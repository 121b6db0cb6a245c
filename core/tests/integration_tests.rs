use std::sync::Arc;

use command_flags_core::{
    Flag, FlagBehavior, FlagParseFailed, FlagRegistry, ParseErrorKind, PresenceClass,
    RegistryError,
};

// ---------------------------------------------------------------------------
// Helpers
// ---------------------------------------------------------------------------

struct Port;

impl FlagBehavior<u16> for Port {
    fn parse(&self, input: &str) -> Result<u16, FlagParseFailed> {
        input
            .parse()
            .map_err(|_| FlagParseFailed::new("'%s' is not a valid port", input))
    }

    fn suggest(&self) -> Vec<String> {
        vec!["25565".to_string()]
    }

    fn default_value(&self) -> Option<u16> {
        Some(25565)
    }
}

struct Level;

impl FlagBehavior<u8> for Level {
    fn parse(&self, input: &str) -> Result<u8, FlagParseFailed> {
        match input.to_ascii_lowercase().as_str() {
            "off" => Ok(0),
            "on" => Ok(1),
            other => match other.parse::<u8>() {
                Ok(level) if level <= 3 => Ok(level),
                _ => Err(FlagParseFailed::new(
                    "No such debug level '%s'. Please use a number from 0 to 3.",
                    input,
                )),
            },
        }
    }

    fn value_without_input(&self) -> Result<u8, FlagParseFailed> {
        Ok(1)
    }
}

struct Force;

impl FlagBehavior<bool> for Force {
    fn value_without_input(&self) -> Result<bool, FlagParseFailed> {
        Ok(true)
    }

    fn default_value(&self) -> Option<bool> {
        Some(false)
    }
}

struct Flags {
    port: Flag<u16>,
    level: Flag<u8>,
    force: Flag<bool>,
}

fn flags() -> Flags {
    Flags {
        port: Flag::required("Port", "--port", Port).with_aliases(["-P", "--listen"]),
        level: Flag::optional("DebugLevel", "--debug", Level).with_aliases(["-d"]),
        force: Flag::no_value("Force", "--force", Force).with_aliases(["-f"]),
    }
}

fn registry(flags: &Flags) -> FlagRegistry {
    let mut builder = FlagRegistry::builder();
    builder
        .register(&flags.port)
        .unwrap()
        .register(&flags.level)
        .unwrap()
        .register(&flags.force)
        .unwrap();
    builder.build()
}

// ---------------------------------------------------------------------------
// Registry
// ---------------------------------------------------------------------------

#[test]
fn test_all_tokens_resolve_to_owner() {
    let flags = flags();
    let registry = registry(&flags);

    for spec in registry.flags() {
        for token in spec.tokens() {
            assert_eq!(registry.resolve(token).map(|s| s.id()), Some(spec.id()));
            assert_eq!(
                registry.resolve(&token.to_uppercase()).map(|s| s.id()),
                Some(spec.id())
            );
        }
    }
}

#[test]
fn test_collision_leaves_registry_intact() {
    let flags = flags();
    let mut builder = FlagRegistry::builder();
    builder.register(&flags.port).unwrap();

    let clash = Flag::required("Listen", "--LISTEN", Port);
    let err = builder.register(&clash).unwrap_err();
    assert!(matches!(
        &err,
        RegistryError::DuplicateToken { owner, .. } if owner == "Port"
    ));
    assert_eq!(
        err.to_string(),
        "flag token '--LISTEN' of Listen is already claimed by Port"
    );

    let registry = builder.build();
    assert_eq!(registry.len(), 1);
    assert_eq!(registry.resolve("--listen").unwrap().name, "Port");
    assert_eq!(registry.resolve("-p").unwrap().presence, PresenceClass::Required);
}

// ---------------------------------------------------------------------------
// Parsing
// ---------------------------------------------------------------------------

#[test]
fn test_mixed_stream() {
    let flags = flags();
    let registry = registry(&flags);
    let result = registry.parse(&["start", "-f", "--listen", "8080", "-d", "off", "now"]);

    assert!(result.is_ok());
    assert_eq!(result.get(&flags.force), Some(&true));
    assert_eq!(result.get(&flags.port), Some(&8080));
    assert_eq!(result.get(&flags.level), Some(&0));
    assert_eq!(result.remaining(), ["start", "now"]);
}

#[test]
fn test_optional_consumes_non_flag_even_if_invalid() {
    let flags = flags();
    let registry = registry(&flags);
    let result = registry.parse(&["--debug", "9"]);

    assert!(result.get(&flags.level).is_none());
    assert_eq!(
        result.errors()[0].message(),
        "No such debug level '9'. Please use a number from 0 to 3."
    );
    assert!(result.remaining().is_empty());
}

#[test]
fn test_defaults_only_on_request() {
    let flags = flags();
    let registry = registry(&flags);
    let result = registry.parse(&["-d"]);

    assert_eq!(result.len(), 1);
    assert_eq!(result.get(&flags.level), Some(&1));
    assert_eq!(result.get(&flags.port), None);
    assert_eq!(result.get_or_default(&flags.port), Some(25565));
    assert_eq!(result.get_or_default(&flags.force), Some(false));
    assert_eq!(result.get_or_default(&flags.level), Some(1));
}

#[test]
fn test_present_but_failed_flag_has_no_default() {
    let flags = flags();
    let registry = registry(&flags);

    let result = registry.parse(&["--port"]);
    assert_eq!(result.errors()[0].kind, ParseErrorKind::MissingValue);
    assert_eq!(result.get_or_default(&flags.port), None);

    let result = registry.parse(&["--port", "http"]);
    assert_eq!(result.get_or_default(&flags.port), None);

    // A later success clears the earlier failure.
    let result = registry.parse(&["--port", "http", "-P", "8080"]);
    assert_eq!(result.get_or_default(&flags.port), Some(8080));
}

#[test]
fn test_required_at_end_then_report() {
    let flags = flags();
    let registry = registry(&flags);
    let result = registry.parse(&["-f", "-P"]);

    assert_eq!(result.errors()[0].kind, ParseErrorKind::MissingValue);
    let report = result.report();
    assert_eq!(report.errors[0].kind, "missing_value");
    assert_eq!(report.errors[0].token, "-P");
    assert_eq!(report.values.len(), 1);
}

#[test]
fn test_typed_get_with_foreign_handle_misses() {
    let flags = flags();
    let registry = registry(&flags);
    let result = registry.parse(&["--port", "1"]);

    // Same identity, different value type: no value is returned.
    let imposter: Flag<String> = Flag::required("Port", "--port", Text);
    assert_eq!(result.get(&imposter), None);
}

#[test]
fn test_handles_are_read_by_identity() {
    let flags = flags();
    let registry = registry(&flags);
    let result = registry.parse(&["--port", "1"]);

    // An unregistered handle with the same primary token and value type
    // reads the value bound through the registered one.
    let twin = Flag::optional("OtherPort", "--port", Port);
    assert_eq!(result.get(&twin), Some(&1));
}

struct Text;

impl FlagBehavior<String> for Text {
    fn parse(&self, input: &str) -> Result<String, FlagParseFailed> {
        Ok(input.to_string())
    }
}

#[test]
fn test_shared_registry_across_threads() {
    let flags = flags();
    let registry = Arc::new(registry(&flags));

    let handles: Vec<_> = (0..4u16)
        .map(|n| {
            let registry = Arc::clone(&registry);
            let port = flags.port.clone();
            std::thread::spawn(move || {
                let value = (8000 + n).to_string();
                let result = registry.parse(&["-p", value.as_str()]);
                *result.get(&port).unwrap()
            })
        })
        .collect();

    let mut ports: Vec<u16> = handles.into_iter().map(|h| h.join().unwrap()).collect();
    ports.sort_unstable();
    assert_eq!(ports, vec![8000, 8001, 8002, 8003]);
}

Directions for this task: Everything in the records is to be copied exactly.

Answer for the task:
repository 121b6db0cb6a245c
filename core/tests/integration_tests.rs
use std::sync::Arc;

use command_flags_core::{
    Flag, FlagBehavior, FlagParseFailed, FlagRegistry, ParseErrorKind, PresenceClass,
    RegistryError,
};

// ---------------------------------------------------------------------------
// Helpers
// ---------------------------------------------------------------------------

struct Port;

impl FlagBehavior<u16> for Port {
    fn parse(&self, input: &str) -> Result<u16, FlagParseFailed> {
        input
            .parse()
            .map_err(|_| FlagParseFailed::new("'%s' is not a valid port", input))
    }

    fn suggest(&self) -> Vec<String> {
        vec!["25565".to_string()]
    }

    fn default_value(&self) -> Option<u16> {
        Some(25565)
    }
}

struct Level;

impl FlagBehavior<u8> for Level {
    fn parse(&self, input: &str) -> Result<u8, FlagParseFailed> {
        match input.to_ascii_lowercase().as_str() {
            "off" => Ok(0),
            "on" => Ok(1),
            other => match other.parse::<u8>() {
                Ok(level) if level <= 3 => Ok(level),
                _ => Err(FlagParseFailed::new(
                    "No such debug level '%s'. Please use a number from 0 to 3.",
                    input,
                )),
            },
        }
    }

    fn value_without_input(&self) -> Result<u8, FlagParseFailed> {
        Ok(1)
    }
}

struct Force;

impl FlagBehavior<bool> for Force {
    fn value_without_input(&self) -> Result<bool, FlagParseFailed> {
        Ok(true)
    }

    fn default_value(&self) -> Option<bool> {
        Some(false)
    }
}

struct Flags {
    port: Flag<u16>,
    level: Flag<u8>,
    force: Flag<bool>,
}

fn flags() -> Flags {
    Flags {
        port: Flag::required("Port", "--port", Port).with_aliases(["-P", "--listen"]),
        level: Flag::optional("DebugLevel", "--debug", Level).with_aliases(["-d"]),
        force: Flag::no_value("Force", "--force", Force).with_aliases(["-f"]),
    }
}

fn registry(flags: &Flags) -> FlagRegistry {
    let mut builder = FlagRegistry::builder();
    builder
        .register(&flags.port)
        .unwrap()
        .register(&flags.level)
        .unwrap()
        .register(&flags.force)
        .unwrap();
    builder.build()
}

// ---------------------------------------------------------------------------
// Registry
// ---------------------------------------------------------------------------

#[test]
fn test_all_tokens_resolve_to_owner() {
    let flags = flags();
    let registry = registry(&flags);

    for spec in registry.flags() {
        for token in spec.tokens() {
            assert_eq!(registry.resolve(token).map(|s| s.id()), Some(spec.id()));
            assert_eq!(
                registry.resolve(&token.to_uppercase()).map(|s| s.id()),
                Some(spec.id())
            );
        }
    }
}

#[test]
fn test_collision_leaves_registry_intact() {
    let flags = flags();
    let mut builder = FlagRegistry::builder();
    builder.register(&flags.port).unwrap();

    let clash = Flag::required("Listen", "--LISTEN", Port);
    let err = builder.register(&clash).unwrap_err();
    assert!(matches!(
        &err,
        RegistryError::DuplicateToken { owner, .. } if owner == "Port"
    ));
    assert_eq!(
        err.to_string(),
        "flag token '--LISTEN' of Listen is already claimed by Port"
    );

    let registry = builder.build();
    assert_eq!(registry.len(), 1);
    assert_eq!(registry.resolve("--listen").unwrap().name, "Port");
    assert_eq!(registry.resolve("-p").unwrap().presence, PresenceClass::Required);
}

// ---------------------------------------------------------------------------
// Parsing
// ---------------------------------------------------------------------------

#[test]
fn test_mixed_stream() {
    let flags = flags();
    let registry = registry(&flags);
    let result = registry.parse(&["start", "-f", "--listen", "8080", "-d", "off", "now"]);

    assert!(result.is_ok());
    assert_eq!(result.get(&flags.force), Some(&true));
    assert_eq!(result.get(&flags.port), Some(&8080));
    assert_eq!(result.get(&flags.level), Some(&0));
    assert_eq!(result.remaining(), ["start", "now"]);
}

#[test]
fn test_optional_consumes_non_flag_even_if_invalid() {
    let flags = flags();
    let registry = registry(&flags);
    let result = registry.parse(&["--debug", "9"]);

    assert!(result.get(&flags.level).is_none());
    assert_eq!(
        result.errors()[0].message(),
        "No such debug level '9'. Please use a number from 0 to 3."
    );
    assert!(result.remaining().is_empty());
}

#[test]
fn test_defaults_only_on_request() {
    let flags = flags();
    let registry = registry(&flags);
    let result = registry.parse(&["-d"]);

    assert_eq!(result.len(), 1);
    assert_eq!(result.get(&flags.level), Some(&1));
    assert_eq!(result.get(&flags.port), None);
    assert_eq!(result.get_or_default(&flags.port), Some(25565));
    assert_eq!(result.get_or_default(&flags.force), Some(false));
    assert_eq!(result.get_or_default(&flags.level), Some(1));
}

#[test]
fn test_present_but_failed_flag_has_no_default() {
    let flags = flags();
    let registry = registry(&flags);

    let result = registry.parse(&["--port"]);
    assert_eq!(result.errors()[0].kind, ParseErrorKind::MissingValue);
    assert_eq!(result.get_or_default(&flags.port), None);

    let result = registry.parse(&["--port", "http"]);
    assert_eq!(result.get_or_default(&flags.port), None);

    // A later success clears the earlier failure.
    let result = registry.parse(&["--port", "http", "-P", "8080"]);
    assert_eq!(result.get_or_default(&flags.port), Some(8080));
}

#[test]
fn test_required_at_end_then_report() {
    let flags = flags();
    let registry = registry(&flags);
    let result = registry.parse(&["-f", "-P"]);

    assert_eq!(result.errors()[0].kind, ParseErrorKind::MissingValue);
    let report = result.report();
    assert_eq!(report.errors[0].kind, "missing_value");
    assert_eq!(report.errors[0].token, "-P");
    assert_eq!(report.values.len(), 1);
}

#[test]
fn test_typed_get_with_foreign_handle_misses() {
    let flags = flags();
    let registry = registry(&flags);
    let result = registry.parse(&["--port", "1"]);

    // Same identity, different value type: no value is returned.
    let imposter: Flag<String> = Flag::required("Port", "--port", Text);
    assert_eq!(result.get(&imposter), None);
}

#[test]
fn test_handles_are_read_by_identity() {
    let flags = flags();
    let registry = registry(&flags);
    let result = registry.parse(&["--port", "1"]);

    // An unregistered handle with the same primary token and value type
    // reads the value bound through the registered one.
    let twin = Flag::optional("OtherPort", "--port", Port);
    assert_eq!(result.get(&twin), Some(&1));
}

struct Text;

impl FlagBehavior<String> for Text {
    fn parse(&self, input: &str) -> Result<String, FlagParseFailed> {
        Ok(input.to_string())
    }
}

#[test]
fn test_shared_registry_across_threads() {
    let flags = flags();
    let registry = Arc::new(registry(&flags));

    let handles: Vec<_> = (0..4u16)
        .map(|n| {
            let registry = Arc::clone(&registry);
            let port = flags.port.clone();
            std::thread::spawn(move || {
                let value = (8000 + n).to_string();
                let result = registry.parse(&["-p", value.as_str()]);
                *result.get(&port).unwrap()
            })
        })
        .collect();

    let mut ports: Vec<u16> = handles.into_iter().map(|h| h.join().unwrap()).collect();
    ports.sort_unstable();
    assert_eq!(ports, vec![8000, 8001, 8002, 8003]);
}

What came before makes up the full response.